(Saved data entries)
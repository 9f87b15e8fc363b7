use thiserror::Error;

/// Why a single UTF-8 unit failed to decode.
///
/// Iterators never surface this; it explains what a substituted
/// U+FFFD stands for.
///
/// # Examples
/// ```
/// use runeshow_core::text::utf8::{DecodeError, decode_rune};
///
/// let err = decode_rune(&[0xED, 0xA0, 0xBD]).unwrap_err();
/// assert_eq!(err, DecodeError::Surrogate { value: 0xD83D });
/// assert!(err.to_string().contains("surrogate"));
/// ```
#[derive(Debug, Clone, Copy, PartialEq, Eq, Error)]
pub enum DecodeError {
    #[error("no bytes to decode")]
    Empty,
    #[error("invalid lead byte: 0x{value:02x}")]
    InvalidLeadByte { value: u8 },
    #[error("truncated sequence: need {needed} bytes, got {actual}")]
    Truncated { needed: usize, actual: usize },
    #[error("invalid continuation byte 0x{value:02x} at offset {offset}")]
    InvalidContinuation { offset: usize, value: u8 },
    #[error("overlong encoding of U+{value:04X} in {len} bytes")]
    Overlong { value: u32, len: usize },
    #[error("encoded surrogate half: U+{value:04X}")]
    Surrogate { value: u32 },
    #[error("value out of range: 0x{value:X}")]
    OutOfRange { value: u32 },
}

Assignment: Extract each line holding the word "DecodeError" from the records.

Exercise output:
/// use runeshow_core::text::utf8::{DecodeError, decode_rune};
/// assert_eq!(err, DecodeError::Surrogate { value: 0xD83D });
pub enum DecodeError {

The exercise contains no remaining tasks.